(Beginning of Dataset content)
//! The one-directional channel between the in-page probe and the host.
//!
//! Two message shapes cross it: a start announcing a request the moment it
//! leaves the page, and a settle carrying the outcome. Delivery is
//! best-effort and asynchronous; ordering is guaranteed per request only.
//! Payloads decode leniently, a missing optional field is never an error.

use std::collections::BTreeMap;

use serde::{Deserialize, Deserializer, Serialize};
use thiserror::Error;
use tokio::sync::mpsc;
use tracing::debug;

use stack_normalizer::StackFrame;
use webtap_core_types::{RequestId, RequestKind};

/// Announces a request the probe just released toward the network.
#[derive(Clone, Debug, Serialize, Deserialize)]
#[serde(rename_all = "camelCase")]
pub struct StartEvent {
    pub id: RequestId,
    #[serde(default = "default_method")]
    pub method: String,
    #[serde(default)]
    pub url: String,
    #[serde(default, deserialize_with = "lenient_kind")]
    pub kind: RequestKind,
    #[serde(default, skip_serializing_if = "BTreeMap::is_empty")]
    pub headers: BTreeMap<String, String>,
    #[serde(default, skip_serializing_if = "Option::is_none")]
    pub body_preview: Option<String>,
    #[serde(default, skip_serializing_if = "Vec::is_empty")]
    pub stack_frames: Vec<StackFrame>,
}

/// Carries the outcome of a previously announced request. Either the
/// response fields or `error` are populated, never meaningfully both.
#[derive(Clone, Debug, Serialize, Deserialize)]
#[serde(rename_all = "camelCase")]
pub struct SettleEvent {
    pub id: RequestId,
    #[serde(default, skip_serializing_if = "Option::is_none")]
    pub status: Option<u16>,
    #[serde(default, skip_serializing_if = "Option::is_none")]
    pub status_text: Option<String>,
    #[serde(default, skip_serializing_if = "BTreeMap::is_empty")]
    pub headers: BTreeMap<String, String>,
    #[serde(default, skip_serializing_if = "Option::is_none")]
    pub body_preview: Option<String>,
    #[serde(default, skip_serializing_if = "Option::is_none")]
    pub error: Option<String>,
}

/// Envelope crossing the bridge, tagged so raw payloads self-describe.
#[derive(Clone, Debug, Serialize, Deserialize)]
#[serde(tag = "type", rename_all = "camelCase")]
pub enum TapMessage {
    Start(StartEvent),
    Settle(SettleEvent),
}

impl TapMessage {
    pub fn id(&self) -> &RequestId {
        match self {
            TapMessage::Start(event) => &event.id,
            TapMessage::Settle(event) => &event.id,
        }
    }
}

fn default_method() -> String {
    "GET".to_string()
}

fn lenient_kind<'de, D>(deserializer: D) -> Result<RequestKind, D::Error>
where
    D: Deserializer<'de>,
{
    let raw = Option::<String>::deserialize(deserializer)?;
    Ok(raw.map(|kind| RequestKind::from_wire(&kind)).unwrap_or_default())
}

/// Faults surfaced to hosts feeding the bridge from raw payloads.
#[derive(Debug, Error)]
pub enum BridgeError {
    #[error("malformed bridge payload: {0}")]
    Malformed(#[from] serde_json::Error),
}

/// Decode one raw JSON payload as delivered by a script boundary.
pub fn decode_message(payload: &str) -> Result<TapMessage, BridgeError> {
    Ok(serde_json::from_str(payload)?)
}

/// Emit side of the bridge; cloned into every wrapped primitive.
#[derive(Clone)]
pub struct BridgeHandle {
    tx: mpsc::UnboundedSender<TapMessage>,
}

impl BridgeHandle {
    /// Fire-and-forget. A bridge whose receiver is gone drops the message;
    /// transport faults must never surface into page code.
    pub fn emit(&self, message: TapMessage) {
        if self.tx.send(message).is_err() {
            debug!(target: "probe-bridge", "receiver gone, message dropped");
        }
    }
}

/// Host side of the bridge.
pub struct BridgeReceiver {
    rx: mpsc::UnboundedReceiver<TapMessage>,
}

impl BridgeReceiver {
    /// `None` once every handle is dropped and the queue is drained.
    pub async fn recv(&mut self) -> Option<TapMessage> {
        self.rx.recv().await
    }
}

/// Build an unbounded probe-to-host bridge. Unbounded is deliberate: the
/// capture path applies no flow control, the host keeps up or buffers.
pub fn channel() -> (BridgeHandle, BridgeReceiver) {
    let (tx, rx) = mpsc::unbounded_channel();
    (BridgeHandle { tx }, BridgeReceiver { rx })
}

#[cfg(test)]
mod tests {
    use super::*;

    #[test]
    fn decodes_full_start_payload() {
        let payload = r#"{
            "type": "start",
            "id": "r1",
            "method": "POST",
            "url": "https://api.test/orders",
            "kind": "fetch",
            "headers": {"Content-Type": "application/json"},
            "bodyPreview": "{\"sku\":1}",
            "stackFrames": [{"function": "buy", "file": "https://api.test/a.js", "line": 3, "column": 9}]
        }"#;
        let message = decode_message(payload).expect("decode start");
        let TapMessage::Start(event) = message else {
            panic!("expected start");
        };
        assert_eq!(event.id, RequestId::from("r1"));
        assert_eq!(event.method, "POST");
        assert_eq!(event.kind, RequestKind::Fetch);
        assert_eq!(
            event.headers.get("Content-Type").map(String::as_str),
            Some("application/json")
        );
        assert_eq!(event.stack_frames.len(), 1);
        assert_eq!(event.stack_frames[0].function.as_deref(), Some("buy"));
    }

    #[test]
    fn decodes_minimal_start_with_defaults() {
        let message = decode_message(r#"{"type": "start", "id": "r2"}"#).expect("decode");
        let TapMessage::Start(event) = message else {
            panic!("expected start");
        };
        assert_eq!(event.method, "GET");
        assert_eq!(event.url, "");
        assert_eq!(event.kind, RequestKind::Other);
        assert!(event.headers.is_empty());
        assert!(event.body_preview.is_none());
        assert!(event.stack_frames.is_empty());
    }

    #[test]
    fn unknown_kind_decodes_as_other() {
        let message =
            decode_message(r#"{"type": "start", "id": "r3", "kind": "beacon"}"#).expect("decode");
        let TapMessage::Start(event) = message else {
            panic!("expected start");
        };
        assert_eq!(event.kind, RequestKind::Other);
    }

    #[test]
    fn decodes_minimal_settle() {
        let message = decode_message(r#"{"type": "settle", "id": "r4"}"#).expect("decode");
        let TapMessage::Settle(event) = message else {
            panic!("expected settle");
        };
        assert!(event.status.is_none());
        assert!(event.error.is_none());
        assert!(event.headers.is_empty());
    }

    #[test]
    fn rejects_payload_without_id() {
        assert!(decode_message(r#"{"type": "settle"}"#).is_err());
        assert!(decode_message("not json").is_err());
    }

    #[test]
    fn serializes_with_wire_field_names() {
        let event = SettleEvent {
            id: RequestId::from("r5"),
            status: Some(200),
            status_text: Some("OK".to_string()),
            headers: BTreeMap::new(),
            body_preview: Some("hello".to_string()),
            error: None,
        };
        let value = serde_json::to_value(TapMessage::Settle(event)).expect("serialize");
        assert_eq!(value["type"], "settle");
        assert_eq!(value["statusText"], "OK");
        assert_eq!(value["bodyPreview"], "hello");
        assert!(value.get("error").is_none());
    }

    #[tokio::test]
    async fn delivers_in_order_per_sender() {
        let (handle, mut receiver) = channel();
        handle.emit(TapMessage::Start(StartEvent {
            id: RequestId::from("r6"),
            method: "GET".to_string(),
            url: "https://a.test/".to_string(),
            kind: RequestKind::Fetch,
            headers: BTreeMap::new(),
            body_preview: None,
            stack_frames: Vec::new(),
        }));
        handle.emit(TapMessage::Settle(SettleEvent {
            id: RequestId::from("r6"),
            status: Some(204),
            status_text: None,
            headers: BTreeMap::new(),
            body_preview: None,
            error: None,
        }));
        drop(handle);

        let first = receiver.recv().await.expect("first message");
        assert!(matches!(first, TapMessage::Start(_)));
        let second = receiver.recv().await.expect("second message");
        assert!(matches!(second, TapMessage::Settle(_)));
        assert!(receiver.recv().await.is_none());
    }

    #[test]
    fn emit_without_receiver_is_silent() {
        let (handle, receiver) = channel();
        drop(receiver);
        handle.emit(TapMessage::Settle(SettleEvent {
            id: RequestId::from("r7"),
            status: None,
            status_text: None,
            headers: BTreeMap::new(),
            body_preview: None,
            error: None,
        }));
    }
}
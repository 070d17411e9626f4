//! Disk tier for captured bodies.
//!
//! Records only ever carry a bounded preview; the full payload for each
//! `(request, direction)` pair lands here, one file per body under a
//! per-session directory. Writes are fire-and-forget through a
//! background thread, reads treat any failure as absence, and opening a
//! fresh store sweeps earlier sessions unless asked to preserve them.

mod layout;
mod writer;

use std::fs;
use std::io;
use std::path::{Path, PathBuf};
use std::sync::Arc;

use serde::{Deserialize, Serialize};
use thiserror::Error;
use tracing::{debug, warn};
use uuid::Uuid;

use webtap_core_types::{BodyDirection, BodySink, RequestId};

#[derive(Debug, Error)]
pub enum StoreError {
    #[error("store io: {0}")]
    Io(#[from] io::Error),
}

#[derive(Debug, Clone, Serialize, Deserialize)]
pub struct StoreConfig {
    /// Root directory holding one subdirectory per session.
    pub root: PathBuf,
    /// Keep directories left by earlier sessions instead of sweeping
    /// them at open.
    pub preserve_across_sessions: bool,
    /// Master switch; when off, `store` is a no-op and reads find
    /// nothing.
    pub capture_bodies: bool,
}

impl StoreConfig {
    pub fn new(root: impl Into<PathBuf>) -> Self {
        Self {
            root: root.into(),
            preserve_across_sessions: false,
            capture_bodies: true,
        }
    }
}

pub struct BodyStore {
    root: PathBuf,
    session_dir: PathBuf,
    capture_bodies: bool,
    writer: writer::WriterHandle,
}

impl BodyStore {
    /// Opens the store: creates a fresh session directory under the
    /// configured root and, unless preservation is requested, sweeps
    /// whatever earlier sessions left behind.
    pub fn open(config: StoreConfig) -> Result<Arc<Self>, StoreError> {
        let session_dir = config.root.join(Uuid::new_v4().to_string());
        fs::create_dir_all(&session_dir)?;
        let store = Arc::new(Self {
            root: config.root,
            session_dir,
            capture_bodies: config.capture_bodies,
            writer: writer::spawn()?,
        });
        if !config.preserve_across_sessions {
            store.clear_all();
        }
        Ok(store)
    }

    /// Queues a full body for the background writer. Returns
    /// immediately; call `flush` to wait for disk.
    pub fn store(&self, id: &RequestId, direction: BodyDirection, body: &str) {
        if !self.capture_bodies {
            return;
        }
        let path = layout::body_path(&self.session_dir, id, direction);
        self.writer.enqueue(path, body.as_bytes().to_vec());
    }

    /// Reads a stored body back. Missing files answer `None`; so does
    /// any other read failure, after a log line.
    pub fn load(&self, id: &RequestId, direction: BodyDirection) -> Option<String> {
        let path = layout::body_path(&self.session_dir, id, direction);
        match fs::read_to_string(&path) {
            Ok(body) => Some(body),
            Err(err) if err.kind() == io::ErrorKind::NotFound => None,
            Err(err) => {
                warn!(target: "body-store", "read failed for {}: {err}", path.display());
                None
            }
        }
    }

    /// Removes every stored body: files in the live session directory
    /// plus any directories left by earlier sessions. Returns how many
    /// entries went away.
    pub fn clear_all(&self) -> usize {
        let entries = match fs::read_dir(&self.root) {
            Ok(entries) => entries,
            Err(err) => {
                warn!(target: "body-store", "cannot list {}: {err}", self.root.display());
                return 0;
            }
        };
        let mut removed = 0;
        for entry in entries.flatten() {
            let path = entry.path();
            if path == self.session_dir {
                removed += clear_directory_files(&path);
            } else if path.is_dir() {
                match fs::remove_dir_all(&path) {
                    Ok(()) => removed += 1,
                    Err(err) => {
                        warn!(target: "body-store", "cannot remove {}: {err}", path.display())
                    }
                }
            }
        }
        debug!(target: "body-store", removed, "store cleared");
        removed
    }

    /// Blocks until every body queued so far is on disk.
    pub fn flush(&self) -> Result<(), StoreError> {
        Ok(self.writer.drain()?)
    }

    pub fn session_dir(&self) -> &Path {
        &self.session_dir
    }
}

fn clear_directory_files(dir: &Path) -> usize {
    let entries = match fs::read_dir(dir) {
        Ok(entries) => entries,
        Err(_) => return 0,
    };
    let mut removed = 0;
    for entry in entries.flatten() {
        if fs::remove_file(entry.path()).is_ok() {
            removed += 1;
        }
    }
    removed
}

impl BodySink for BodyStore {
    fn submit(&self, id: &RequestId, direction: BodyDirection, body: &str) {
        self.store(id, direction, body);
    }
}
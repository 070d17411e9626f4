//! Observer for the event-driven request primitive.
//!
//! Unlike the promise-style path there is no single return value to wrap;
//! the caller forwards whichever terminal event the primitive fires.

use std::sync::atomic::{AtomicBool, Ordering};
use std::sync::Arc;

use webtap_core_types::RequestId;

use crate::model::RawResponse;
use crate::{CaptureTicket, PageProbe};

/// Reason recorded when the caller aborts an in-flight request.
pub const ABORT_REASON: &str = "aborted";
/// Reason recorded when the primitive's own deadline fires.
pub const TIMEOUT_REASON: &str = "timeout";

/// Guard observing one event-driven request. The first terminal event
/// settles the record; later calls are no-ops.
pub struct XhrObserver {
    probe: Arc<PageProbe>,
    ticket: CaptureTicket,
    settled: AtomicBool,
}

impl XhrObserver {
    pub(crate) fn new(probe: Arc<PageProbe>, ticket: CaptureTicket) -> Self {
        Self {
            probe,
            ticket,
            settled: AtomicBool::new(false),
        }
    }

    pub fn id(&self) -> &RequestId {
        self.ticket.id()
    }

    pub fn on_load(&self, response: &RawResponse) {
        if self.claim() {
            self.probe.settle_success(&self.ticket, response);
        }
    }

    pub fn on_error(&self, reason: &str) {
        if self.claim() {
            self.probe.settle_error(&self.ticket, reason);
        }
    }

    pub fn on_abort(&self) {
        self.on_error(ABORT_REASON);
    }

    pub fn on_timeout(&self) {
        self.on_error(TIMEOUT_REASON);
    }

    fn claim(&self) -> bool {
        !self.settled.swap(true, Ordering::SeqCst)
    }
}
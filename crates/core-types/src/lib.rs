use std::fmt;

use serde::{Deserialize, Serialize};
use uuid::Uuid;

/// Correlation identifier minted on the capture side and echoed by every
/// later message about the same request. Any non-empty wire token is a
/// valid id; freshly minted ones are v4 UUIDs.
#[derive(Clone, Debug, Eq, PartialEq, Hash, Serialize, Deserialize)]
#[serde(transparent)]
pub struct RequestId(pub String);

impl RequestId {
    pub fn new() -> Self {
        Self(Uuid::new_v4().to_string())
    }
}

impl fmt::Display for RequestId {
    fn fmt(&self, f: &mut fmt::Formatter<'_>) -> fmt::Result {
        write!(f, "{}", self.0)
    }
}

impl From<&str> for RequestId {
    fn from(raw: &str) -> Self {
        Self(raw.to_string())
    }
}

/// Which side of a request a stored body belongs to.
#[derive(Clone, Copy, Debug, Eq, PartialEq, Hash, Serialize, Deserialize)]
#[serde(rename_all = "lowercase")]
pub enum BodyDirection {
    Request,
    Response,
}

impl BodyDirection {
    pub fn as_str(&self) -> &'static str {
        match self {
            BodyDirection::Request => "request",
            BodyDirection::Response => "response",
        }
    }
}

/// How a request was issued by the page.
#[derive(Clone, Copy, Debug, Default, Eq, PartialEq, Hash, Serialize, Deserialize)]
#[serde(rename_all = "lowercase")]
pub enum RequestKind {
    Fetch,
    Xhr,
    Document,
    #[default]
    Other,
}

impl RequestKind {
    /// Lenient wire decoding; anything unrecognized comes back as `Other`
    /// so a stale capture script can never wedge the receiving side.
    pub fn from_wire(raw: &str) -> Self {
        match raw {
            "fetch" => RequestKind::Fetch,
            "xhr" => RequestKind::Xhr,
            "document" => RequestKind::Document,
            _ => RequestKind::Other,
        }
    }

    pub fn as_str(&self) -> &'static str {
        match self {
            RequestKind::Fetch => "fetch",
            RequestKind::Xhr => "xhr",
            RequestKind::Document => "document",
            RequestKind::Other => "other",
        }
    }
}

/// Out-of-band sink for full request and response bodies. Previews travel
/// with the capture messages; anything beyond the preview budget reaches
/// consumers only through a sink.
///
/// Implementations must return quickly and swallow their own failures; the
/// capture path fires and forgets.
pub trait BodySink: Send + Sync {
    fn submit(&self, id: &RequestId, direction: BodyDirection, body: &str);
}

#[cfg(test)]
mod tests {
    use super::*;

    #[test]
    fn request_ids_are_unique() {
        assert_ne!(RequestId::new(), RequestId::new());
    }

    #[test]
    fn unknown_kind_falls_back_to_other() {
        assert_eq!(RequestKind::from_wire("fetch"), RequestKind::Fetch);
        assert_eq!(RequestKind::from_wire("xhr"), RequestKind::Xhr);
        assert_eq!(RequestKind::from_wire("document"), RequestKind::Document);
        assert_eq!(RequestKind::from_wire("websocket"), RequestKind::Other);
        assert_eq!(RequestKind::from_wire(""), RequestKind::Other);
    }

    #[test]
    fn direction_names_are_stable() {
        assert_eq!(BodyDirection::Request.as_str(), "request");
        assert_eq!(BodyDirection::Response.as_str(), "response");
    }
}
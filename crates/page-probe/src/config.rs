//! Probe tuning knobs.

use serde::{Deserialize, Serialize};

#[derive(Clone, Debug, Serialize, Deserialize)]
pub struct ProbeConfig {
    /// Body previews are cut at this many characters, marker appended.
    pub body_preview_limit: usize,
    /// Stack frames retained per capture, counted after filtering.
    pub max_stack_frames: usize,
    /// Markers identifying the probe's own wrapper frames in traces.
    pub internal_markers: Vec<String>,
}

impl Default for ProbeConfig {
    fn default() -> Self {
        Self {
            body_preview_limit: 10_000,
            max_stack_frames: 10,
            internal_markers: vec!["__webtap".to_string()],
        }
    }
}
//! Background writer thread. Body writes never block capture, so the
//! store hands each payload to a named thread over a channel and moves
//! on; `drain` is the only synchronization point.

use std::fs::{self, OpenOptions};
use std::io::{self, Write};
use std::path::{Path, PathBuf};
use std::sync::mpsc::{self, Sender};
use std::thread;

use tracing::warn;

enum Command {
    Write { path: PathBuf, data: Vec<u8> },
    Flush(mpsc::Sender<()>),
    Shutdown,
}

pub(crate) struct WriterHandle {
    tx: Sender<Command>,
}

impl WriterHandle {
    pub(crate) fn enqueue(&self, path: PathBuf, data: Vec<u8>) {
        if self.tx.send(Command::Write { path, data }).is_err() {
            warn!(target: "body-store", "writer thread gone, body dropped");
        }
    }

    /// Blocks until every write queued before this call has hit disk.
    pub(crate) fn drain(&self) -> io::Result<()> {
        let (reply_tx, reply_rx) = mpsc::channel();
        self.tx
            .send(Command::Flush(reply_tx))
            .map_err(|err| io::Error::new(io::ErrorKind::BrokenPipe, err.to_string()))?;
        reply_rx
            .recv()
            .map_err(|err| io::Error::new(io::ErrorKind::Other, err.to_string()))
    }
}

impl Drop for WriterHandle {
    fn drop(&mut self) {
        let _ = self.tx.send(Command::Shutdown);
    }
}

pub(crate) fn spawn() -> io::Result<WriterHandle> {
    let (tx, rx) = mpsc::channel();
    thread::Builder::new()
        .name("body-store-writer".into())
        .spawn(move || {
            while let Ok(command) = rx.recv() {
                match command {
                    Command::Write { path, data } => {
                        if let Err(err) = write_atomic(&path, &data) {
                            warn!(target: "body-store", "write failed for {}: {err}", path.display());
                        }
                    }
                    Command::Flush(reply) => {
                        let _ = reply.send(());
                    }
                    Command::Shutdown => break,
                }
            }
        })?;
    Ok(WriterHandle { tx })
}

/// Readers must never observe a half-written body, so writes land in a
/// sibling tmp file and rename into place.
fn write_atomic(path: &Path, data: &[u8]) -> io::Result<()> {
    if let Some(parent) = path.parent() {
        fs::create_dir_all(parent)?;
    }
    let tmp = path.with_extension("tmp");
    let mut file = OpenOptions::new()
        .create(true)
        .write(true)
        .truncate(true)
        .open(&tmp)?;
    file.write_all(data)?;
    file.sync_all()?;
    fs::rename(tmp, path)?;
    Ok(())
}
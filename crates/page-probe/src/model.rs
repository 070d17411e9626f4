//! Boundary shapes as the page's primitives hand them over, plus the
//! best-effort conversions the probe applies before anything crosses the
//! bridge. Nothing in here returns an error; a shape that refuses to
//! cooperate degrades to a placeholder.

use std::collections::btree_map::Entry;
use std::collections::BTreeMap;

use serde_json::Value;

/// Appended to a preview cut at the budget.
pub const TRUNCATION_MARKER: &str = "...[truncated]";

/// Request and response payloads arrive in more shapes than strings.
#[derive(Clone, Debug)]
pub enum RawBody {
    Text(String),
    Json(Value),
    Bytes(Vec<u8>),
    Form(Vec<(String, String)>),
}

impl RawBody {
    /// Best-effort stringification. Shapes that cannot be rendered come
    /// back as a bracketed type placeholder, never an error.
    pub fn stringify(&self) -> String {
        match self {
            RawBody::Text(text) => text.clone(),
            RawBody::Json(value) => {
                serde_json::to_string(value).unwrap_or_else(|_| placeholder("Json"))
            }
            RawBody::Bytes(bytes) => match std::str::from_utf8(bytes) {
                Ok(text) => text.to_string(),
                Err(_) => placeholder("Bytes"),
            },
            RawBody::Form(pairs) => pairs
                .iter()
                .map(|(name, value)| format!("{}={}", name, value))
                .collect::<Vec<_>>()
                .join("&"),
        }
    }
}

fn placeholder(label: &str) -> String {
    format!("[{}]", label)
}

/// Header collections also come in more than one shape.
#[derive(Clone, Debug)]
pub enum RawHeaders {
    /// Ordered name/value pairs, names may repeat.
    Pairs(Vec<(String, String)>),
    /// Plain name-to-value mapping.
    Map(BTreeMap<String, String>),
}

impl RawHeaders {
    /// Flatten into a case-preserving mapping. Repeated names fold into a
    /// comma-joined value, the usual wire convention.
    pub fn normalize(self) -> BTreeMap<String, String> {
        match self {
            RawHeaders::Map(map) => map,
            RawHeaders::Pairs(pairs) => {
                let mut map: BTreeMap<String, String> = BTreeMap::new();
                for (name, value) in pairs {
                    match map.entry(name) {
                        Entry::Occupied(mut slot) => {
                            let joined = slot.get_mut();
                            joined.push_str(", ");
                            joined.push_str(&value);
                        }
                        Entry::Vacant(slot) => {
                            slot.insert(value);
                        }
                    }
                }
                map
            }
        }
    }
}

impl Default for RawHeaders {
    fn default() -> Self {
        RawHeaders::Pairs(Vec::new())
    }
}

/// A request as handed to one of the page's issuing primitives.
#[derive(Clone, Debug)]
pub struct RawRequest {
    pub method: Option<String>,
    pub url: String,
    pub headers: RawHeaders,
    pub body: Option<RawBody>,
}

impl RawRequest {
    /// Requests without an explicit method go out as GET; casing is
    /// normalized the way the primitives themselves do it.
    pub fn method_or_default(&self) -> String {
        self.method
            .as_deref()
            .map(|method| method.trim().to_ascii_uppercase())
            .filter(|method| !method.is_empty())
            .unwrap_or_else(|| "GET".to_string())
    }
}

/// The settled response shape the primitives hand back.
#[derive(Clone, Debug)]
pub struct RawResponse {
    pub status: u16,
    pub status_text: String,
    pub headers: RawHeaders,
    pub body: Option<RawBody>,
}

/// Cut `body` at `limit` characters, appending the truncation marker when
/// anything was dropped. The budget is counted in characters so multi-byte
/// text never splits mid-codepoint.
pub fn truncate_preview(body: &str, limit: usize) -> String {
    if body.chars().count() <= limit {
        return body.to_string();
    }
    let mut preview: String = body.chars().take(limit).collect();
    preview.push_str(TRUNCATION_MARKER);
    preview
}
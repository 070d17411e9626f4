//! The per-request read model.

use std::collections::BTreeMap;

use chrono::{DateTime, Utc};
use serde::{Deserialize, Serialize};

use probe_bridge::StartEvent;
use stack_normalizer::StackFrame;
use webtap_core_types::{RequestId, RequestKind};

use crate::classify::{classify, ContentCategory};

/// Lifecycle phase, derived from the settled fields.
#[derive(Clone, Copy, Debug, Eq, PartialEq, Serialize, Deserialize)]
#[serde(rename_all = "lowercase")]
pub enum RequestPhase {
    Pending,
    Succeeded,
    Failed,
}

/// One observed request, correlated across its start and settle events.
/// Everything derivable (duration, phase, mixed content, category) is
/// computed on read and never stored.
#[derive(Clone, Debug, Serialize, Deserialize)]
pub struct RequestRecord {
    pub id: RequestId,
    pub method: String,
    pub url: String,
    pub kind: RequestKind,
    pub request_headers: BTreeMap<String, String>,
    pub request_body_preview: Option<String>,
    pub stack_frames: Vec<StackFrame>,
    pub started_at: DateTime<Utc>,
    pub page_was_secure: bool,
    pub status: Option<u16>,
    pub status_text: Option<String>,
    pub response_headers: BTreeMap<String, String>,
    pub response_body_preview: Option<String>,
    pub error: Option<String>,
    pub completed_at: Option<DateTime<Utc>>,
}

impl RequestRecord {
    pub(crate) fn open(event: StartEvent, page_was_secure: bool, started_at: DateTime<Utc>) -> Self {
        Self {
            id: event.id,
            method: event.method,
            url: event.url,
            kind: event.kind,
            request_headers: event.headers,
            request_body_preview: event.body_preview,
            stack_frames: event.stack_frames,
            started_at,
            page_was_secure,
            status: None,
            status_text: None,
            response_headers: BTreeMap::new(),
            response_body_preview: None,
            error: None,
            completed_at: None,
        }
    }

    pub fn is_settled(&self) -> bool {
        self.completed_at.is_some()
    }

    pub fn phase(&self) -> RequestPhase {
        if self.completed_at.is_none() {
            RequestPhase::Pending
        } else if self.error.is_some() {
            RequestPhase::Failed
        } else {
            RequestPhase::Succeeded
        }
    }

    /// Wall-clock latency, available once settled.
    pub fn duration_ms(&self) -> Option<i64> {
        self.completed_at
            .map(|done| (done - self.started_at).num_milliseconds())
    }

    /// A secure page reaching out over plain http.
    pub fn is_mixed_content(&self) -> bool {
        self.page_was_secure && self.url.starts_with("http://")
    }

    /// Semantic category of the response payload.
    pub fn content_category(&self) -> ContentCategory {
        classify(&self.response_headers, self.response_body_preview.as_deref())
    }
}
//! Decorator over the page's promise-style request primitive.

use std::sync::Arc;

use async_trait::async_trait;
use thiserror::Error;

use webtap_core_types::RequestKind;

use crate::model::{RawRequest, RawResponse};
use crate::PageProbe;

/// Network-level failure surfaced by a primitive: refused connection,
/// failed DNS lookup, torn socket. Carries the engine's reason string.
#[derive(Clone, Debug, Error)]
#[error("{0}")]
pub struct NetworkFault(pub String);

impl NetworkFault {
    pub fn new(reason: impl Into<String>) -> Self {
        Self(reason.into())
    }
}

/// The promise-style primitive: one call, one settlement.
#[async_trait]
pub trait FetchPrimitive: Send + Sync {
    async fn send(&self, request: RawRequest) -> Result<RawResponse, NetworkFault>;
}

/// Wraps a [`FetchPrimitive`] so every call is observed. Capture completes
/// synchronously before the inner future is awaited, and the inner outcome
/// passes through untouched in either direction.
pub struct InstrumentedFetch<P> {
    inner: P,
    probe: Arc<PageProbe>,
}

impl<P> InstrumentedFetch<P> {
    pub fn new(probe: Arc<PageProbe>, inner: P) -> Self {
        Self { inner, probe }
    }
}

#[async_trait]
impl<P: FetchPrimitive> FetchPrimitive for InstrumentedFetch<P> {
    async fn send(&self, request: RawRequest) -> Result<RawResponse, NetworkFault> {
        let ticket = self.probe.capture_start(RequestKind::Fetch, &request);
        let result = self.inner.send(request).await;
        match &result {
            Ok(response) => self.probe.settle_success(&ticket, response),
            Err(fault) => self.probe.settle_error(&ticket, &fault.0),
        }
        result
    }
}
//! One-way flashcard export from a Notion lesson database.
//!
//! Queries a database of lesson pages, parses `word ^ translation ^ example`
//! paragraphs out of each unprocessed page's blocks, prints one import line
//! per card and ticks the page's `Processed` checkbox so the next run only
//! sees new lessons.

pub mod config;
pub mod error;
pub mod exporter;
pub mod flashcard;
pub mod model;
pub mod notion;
(End of Dataset content)
Task requirements: Where the string "stored" occurs in a line of the listing, copy the line.

Answer space:
    /// Reads a stored body back. Missing files answer `None`; so does
    /// Removes every stored body: files in the live session directory
/// Which side of a request a stored body belongs to.
/// computed on read and never stored.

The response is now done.